Without at least those first three fixed, I wouldn't consider evoting and would not trust election results no matter how they turned out.

Human beings, who are almost unique in having the ability to learn from the experience of others, are also remarkable for their apparent disinclination to do so. - Douglas Adams

Using Access is as much a security concern as it is a reliability one. If I'm going to store each vote as a record, and have more than a million, or hundred thousand + records, there is no way I'd use Access. Access is a great personal database, but horrible at large scale apps and is highly prone to corruption.

Access also implies a Windows OS. A Window OS attached to a network is never secure. To have a central tabulation and each precint relying on a VBA Access database tabulation program is absolutely disgraceful. Anyone who has access to the computers OS and has limited technical ability could do whatever they wish to the vote tabulation and edit the audit table at the same time leaving no trace of their activity.

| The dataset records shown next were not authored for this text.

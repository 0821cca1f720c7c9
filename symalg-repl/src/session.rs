//! State of an interactive session and the commands that act on it.

use crate::error::{InvalidSwitch, InvalidVariable, MissingArgument, UnboundVariable, UnknownCommand};
use symalg_core::{parse_at, Equation, Error, Scope, Step, Variable};
use symalg_parser::classify::is_variable_name;

const HELP: &str = "\
<expr>               evaluate an expression or equation under the scope
:simplify <expr>     simplify without substituting variables
:expand <expr>       multiply out products and powers of sums
:reduce <expr>       unwrap trivial terms and sums
:eval <expr>         same as typing the expression alone
:let <var> = <expr>  bind a variable to the value of an expression (also `:set`)
:unset <var>         remove a binding
:scope               list the bound variables
:constants on|off    keep constants such as π symbolic (on) or use their values (off)
:steps on|off        print the rewrite steps taken by each command
:help                show this message
:quit                leave the session";

/// The transformation to apply to an expression or equation.
#[derive(Debug, Clone, Copy, PartialEq, Eq)]
enum Mode {
    Evaluate,
    Simplify,
    Expand,
    Reduce,
}

/// What the caller should do after a line has been run.
#[derive(Debug, Clone, PartialEq)]
pub enum Outcome {
    /// Print these lines.
    Print(Vec<String>),

    /// End the session.
    Quit,
}

impl Outcome {
    fn line(text: impl Into<String>) -> Self {
        Self::Print(vec![text.into()])
    }
}

/// A session: the scope of bound variables, and the switches set by commands.
#[derive(Debug, Clone)]
pub struct Session {
    scope: Scope,
    show_steps: bool,
}

impl Default for Session {
    fn default() -> Self {
        Self { scope: Scope::new(), show_steps: false }
    }
}

impl Session {
    pub fn new() -> Self {
        Self::default()
    }

    pub fn scope(&self) -> &Scope {
        &self.scope
    }

    /// Runs one line of input. The spans of a returned error point into `line`.
    pub fn run_line(&mut self, line: &str) -> Result<Outcome, Error> {
        let start = line.len() - line.trim_start().len();
        let Some(command) = line[start..].strip_prefix(':') else {
            return self.transform(Mode::Evaluate, line, 0);
        };

        let name_len = command.find(char::is_whitespace).unwrap_or(command.len());
        let name = &command[..name_len];
        let name_span = start..start + 1 + name_len;
        let rest = command[name_len..].trim_start();
        let arg_offset = line.len() - rest.len();
        let arg = rest.trim_end();

        let required = |usage: &'static str| {
            if arg.is_empty() {
                Err(Error::new(
                    vec![name_span.clone()],
                    MissingArgument { command: name.to_string(), usage },
                ))
            } else {
                Ok(arg)
            }
        };

        match name {
            "simplify" => self.transform(Mode::Simplify, required(":simplify <expr>")?, arg_offset),
            "expand" => self.transform(Mode::Expand, required(":expand <expr>")?, arg_offset),
            "reduce" => self.transform(Mode::Reduce, required(":reduce <expr>")?, arg_offset),
            "eval" => self.transform(Mode::Evaluate, required(":eval <expr>")?, arg_offset),
            "let" | "set" => self.bind(required(":let <var> = <expr>")?, arg_offset),
            "unset" => self.unbind(required(":unset <var>")?, arg_offset),
            "scope" if self.scope.is_empty() => Ok(Outcome::line("(empty)")),
            "scope" => Ok(Outcome::line(self.scope.to_string())),
            "constants" => {
                let on = switch(required(":constants on|off")?, arg_offset)?;
                self.scope.set_keep_constants(on);
                Ok(Outcome::Print(Vec::new()))
            },
            "steps" => {
                self.show_steps = switch(required(":steps on|off")?, arg_offset)?;
                Ok(Outcome::Print(Vec::new()))
            },
            "help" => Ok(Outcome::line(HELP)),
            "quit" | "q" => Ok(Outcome::Quit),
            _ => Err(Error::new(vec![name_span], UnknownCommand { name: name.to_string() })),
        }
    }

    /// Applies the transformation to the expression or equation in `input`, which starts `offset`
    /// bytes into the line.
    fn transform(&self, mode: Mode, input: &str, offset: usize) -> Result<Outcome, Error> {
        let mut steps = Vec::new();
        let result = if input.contains('=') {
            let eq = Equation::parse(input).map_err(|err| err.offset_spans(offset))?;
            let eq = match mode {
                Mode::Evaluate => eq.evaluate_with(&self.scope, &mut steps),
                Mode::Simplify => eq.simplify_with(&mut steps),
                Mode::Expand => eq.expand_with(&mut steps),
                Mode::Reduce => eq.reduce(),
            };
            eq.to_string()
        } else {
            let node = parse_at(input, offset)?;
            let node = match mode {
                Mode::Evaluate => node.evaluate_with(&self.scope, &mut steps),
                Mode::Simplify => node.simplify_with(&mut steps),
                Mode::Expand => node.expand_with(&mut steps),
                Mode::Reduce => node.reduce(),
            };
            node.to_string()
        };
        log::debug!("{:?} `{}` -> `{}` in {} step(s)", mode, input, result, steps.len());

        let mut lines = Vec::new();
        if self.show_steps {
            lines.extend(describe_steps(&steps));
        }
        lines.push(result);
        Ok(Outcome::Print(lines))
    }

    /// Binds a variable to the value of an expression, evaluated under the current scope.
    fn bind(&mut self, arg: &str, offset: usize) -> Result<Outcome, Error> {
        let Some((name, value)) = arg.split_once('=') else {
            return Err(Error::new(
                vec![offset..offset + arg.len()],
                MissingArgument { command: "let".to_string(), usage: ":let <var> = <expr>" },
            ));
        };

        let name = name.trim();
        if !is_variable_name(name) {
            let name_start = offset + (arg.len() - arg.trim_start().len());
            return Err(Error::new(
                vec![name_start..name_start + name.len()],
                InvalidVariable { name: name.to_string() },
            ));
        }

        let value_offset = offset + arg.len() - value.len();
        let value = parse_at(value, value_offset)?.evaluate(&self.scope);
        let var = Variable::new(name);
        let line = format!("{} = {}", var, value);
        self.scope.set(var, value);
        Ok(Outcome::line(line))
    }

    fn unbind(&mut self, name: &str, offset: usize) -> Result<Outcome, Error> {
        let var = Variable::new(name);
        if !self.scope.contains(&var) {
            return Err(Error::new(
                vec![offset..offset + name.len()],
                UnboundVariable { name: name.to_string() },
            ));
        }
        self.scope.remove(&var);
        Ok(Outcome::Print(Vec::new()))
    }
}

/// Parses `on` or `off`.
fn switch(value: &str, offset: usize) -> Result<bool, Error> {
    match value {
        "on" => Ok(true),
        "off" => Ok(false),
        _ => Err(Error::new(
            vec![offset..offset + value.len()],
            InvalidSwitch { value: value.to_string() },
        )),
    }
}

/// Numbers the steps, merging runs of the same step.
fn describe_steps(steps: &[Step]) -> Vec<String> {
    let mut runs: Vec<(&Step, usize)> = Vec::new();
    for step in steps {
        match runs.last_mut() {
            Some((last, count)) if *last == step => *count += 1,
            _ => runs.push((step, 1)),
        }
    }

    runs.into_iter()
        .enumerate()
        .map(|(i, (step, count))| match count {
            1 => format!("{:>3}. {}", i + 1, step),
            _ => format!("{:>3}. {} (x{})", i + 1, step, count),
        })
        .collect()
}

#[cfg(test)]
mod tests {
    use pretty_assertions::assert_eq;
    use super::*;

    fn run(session: &mut Session, line: &str) -> Vec<String> {
        match session.run_line(line).unwrap() {
            Outcome::Print(lines) => lines,
            Outcome::Quit => panic!("`{}` ended the session", line),
        }
    }

    #[test]
    fn expressions_are_evaluated() {
        let mut session = Session::new();
        assert_eq!(run(&mut session, "2x + 3x"), ["5x"]);
        assert_eq!(run(&mut session, "  4/6  "), ["2/3"]);
    }

    #[test]
    fn transformations() {
        let mut session = Session::new();
        assert_eq!(run(&mut session, ":expand (x - 1)(x + 1)"), ["x^2 - 1"]);
        assert_eq!(run(&mut session, ":simplify x*x*x"), ["x^3"]);
        assert_eq!(run(&mut session, ":reduce x^1"), ["x"]);
    }

    #[test]
    fn bindings() {
        let mut session = Session::new();
        assert_eq!(run(&mut session, ":let x = 2 + 3"), ["x = 5"]);
        assert_eq!(run(&mut session, ":set y = x * 2"), ["y = 10"]);
        assert_eq!(run(&mut session, "x + y"), ["15"]);
        assert_eq!(run(&mut session, ":scope"), ["x = 5; y = 10"]);

        assert_eq!(run(&mut session, ":unset x"), Vec::<String>::new());
        assert_eq!(run(&mut session, "x + y"), ["x + 10"]);
        assert_eq!(session.scope().len(), 1);
    }

    #[test]
    fn equations() {
        let mut session = Session::new();
        run(&mut session, ":let x = 3");
        assert_eq!(run(&mut session, "2x = 6"), ["6 = 6"]);
        assert_eq!(run(&mut session, "x = 4"), ["3 ≠ 4"]);
        assert_eq!(run(&mut session, ":expand (y+1)^2 = 0"), ["y^2 + 2y + 1 = 0"]);
    }

    #[test]
    fn constants_switch() {
        let mut session = Session::new();
        assert_eq!(run(&mut session, "2π"), ["2π"]);
        run(&mut session, ":constants off");
        assert!(run(&mut session, "2π")[0].starts_with("6.283185307"));
    }

    #[test]
    fn steps_switch() {
        let mut session = Session::new();
        run(&mut session, ":steps on");
        let lines = run(&mut session, ":simplify 4/6");
        assert_eq!(lines.len(), 2);
        assert!(lines[0].starts_with("  1. "));
        assert_eq!(lines[1], "2/3");

        run(&mut session, ":steps off");
        assert_eq!(run(&mut session, ":simplify 4/6"), ["2/3"]);
    }

    #[test]
    fn repeated_steps_are_merged() {
        let steps = [Step::Foil, Step::Foil, Step::CombineLikeTerms];
        let lines = describe_steps(&steps);
        assert_eq!(lines.len(), 2);
        assert!(lines[0].ends_with("(x2)"));
    }

    #[test]
    fn quit() {
        assert_eq!(Session::new().run_line(":quit").unwrap(), Outcome::Quit);
    }

    #[test]
    fn error_spans_point_into_line() {
        let mut session = Session::new();

        let err = session.run_line(":simplify 2 + foo").unwrap_err();
        assert_eq!(err.to_string(), "unknown token `foo`");
        assert_eq!(err.spans, vec![14..17]);

        let err = session.run_line(":eval x = y = z").unwrap_err();
        assert_eq!(err.spans, vec![12..13]);

        let err = session.run_line(":frob").unwrap_err();
        assert_eq!(err.to_string(), "unknown command `:frob`");
        assert_eq!(err.spans, vec![0..5]);

        let err = session.run_line(":steps maybe").unwrap_err();
        assert_eq!(err.spans, vec![7..12]);

        let err = session.run_line(":let 2 = 3").unwrap_err();
        assert_eq!(err.to_string(), "`2` is not a variable name");
        assert_eq!(err.spans, vec![5..6]);

        let err = session.run_line(":unset z").unwrap_err();
        assert_eq!(err.spans, vec![7..8]);

        let err = session.run_line(":expand").unwrap_err();
        assert_eq!(err.to_string(), "`:expand` needs an argument");
    }
}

Human beings, who are almost unique in having the ability to learn from the experience of others, are also remarkable for their apparent disinclination to do so. - Douglas Adams

That both an electronic AND paper record of each vote would be wise. We've seen the trauma that too-close elections has caused since 2000, and such a belt-and-suspenders approach goes well with the recordkeeping and evidentiary rules government is imposing on business today. What's good for the goose...

to claim the absence of one is proof of attempted fraud, unless, of course, your side wins.

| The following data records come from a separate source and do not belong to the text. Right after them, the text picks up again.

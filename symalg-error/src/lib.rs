//! Contains the common [`ErrorKind`] trait used by all errors to display user-facing error
//! messages, and the [`Error`] type that pairs an error kind with the regions of source code it
//! came from.

use ariadne::{Color, Report};
use std::{fmt::{self, Debug, Display, Formatter}, ops::Range};

/// The color to use to highlight expressions.
pub const EXPR: Color = Color::RGB(52, 235, 152);

/// Represents any kind of error that can occur while parsing an expression or equation.
///
/// This trait is usually derived with `symalg_attrs::ErrorKind`.
pub trait ErrorKind: Debug + Send {
    /// Returns the short, human-readable message describing this error.
    fn message(&self) -> String;

    /// Builds the report for this error.
    fn build_report<'a>(
        &self,
        src_id: &'a str,
        spans: &[Range<usize>],
    ) -> Report<(&'a str, Range<usize>)>;
}

/// An error associated with regions of source code that can be highlighted.
#[derive(Debug)]
pub struct Error {
    /// The regions of the source code that this error originated from.
    pub spans: Vec<Range<usize>>,

    /// The kind of error that occurred.
    pub kind: Box<dyn ErrorKind>,
}

impl Error {
    /// Creates a new error with the given spans and kind.
    pub fn new(spans: Vec<Range<usize>>, kind: impl ErrorKind + 'static) -> Self {
        Self { spans, kind: Box::new(kind) }
    }

    /// Returns the message of the underlying error kind.
    pub fn message(&self) -> String {
        self.kind.message()
    }

    /// Shifts every span of this error to the right by `offset` bytes.
    ///
    /// Used when a slice of a larger input was parsed on its own, such as one side of an
    /// equation.
    pub fn offset_spans(mut self, offset: usize) -> Self {
        for span in &mut self.spans {
            *span = span.start + offset..span.end + offset;
        }
        self
    }

    /// Build a report from this error kind.
    pub fn build_report<'a>(&self, src_id: &'a str) -> Report<(&'a str, Range<usize>)> {
        self.kind.build_report(src_id, &self.spans)
    }
}

impl Display for Error {
    fn fmt(&self, f: &mut Formatter<'_>) -> fmt::Result {
        write!(f, "{}", self.kind.message())
    }
}

impl std::error::Error for Error {}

I completely agree. Here in the blue-state northeast we've been using lever machines for nigh on 60 years (they've just started to phase them out this past election here in Connecticut).

You go in the booth, pull a lever to draw the curtain closed, and then flip little switches for all the candidates you want to vote for. When you're done, you pull the lever back to open the curtain and record the votes. No paper trail. No one knows for sure if the votes are really counted. No one knows whether the machines are delivered with pre-loaded votes in them (as has been alleged many times, particularly in places like Philadelphia).

Yet I've never heard a Democrat complain about the lack of a paper trail on these machines, that have been used in largely Democratic regions of the country for decades.

I'm not necessarily opposed to paper trails. If people want them, then fine. I just think the argument the left has put forward for them has been a bit disingenuous.

...fraud committed by the manufacturers of voting machines (which they assume will benefit Republicans), then the generated paper trail can be just as fraudulent as the electronically-generated results, because it comes from the same raw data.

If they're concerned about hacking committed by bad guys in the network, then I'd like to know what voting machines are doing on the open network in the first place.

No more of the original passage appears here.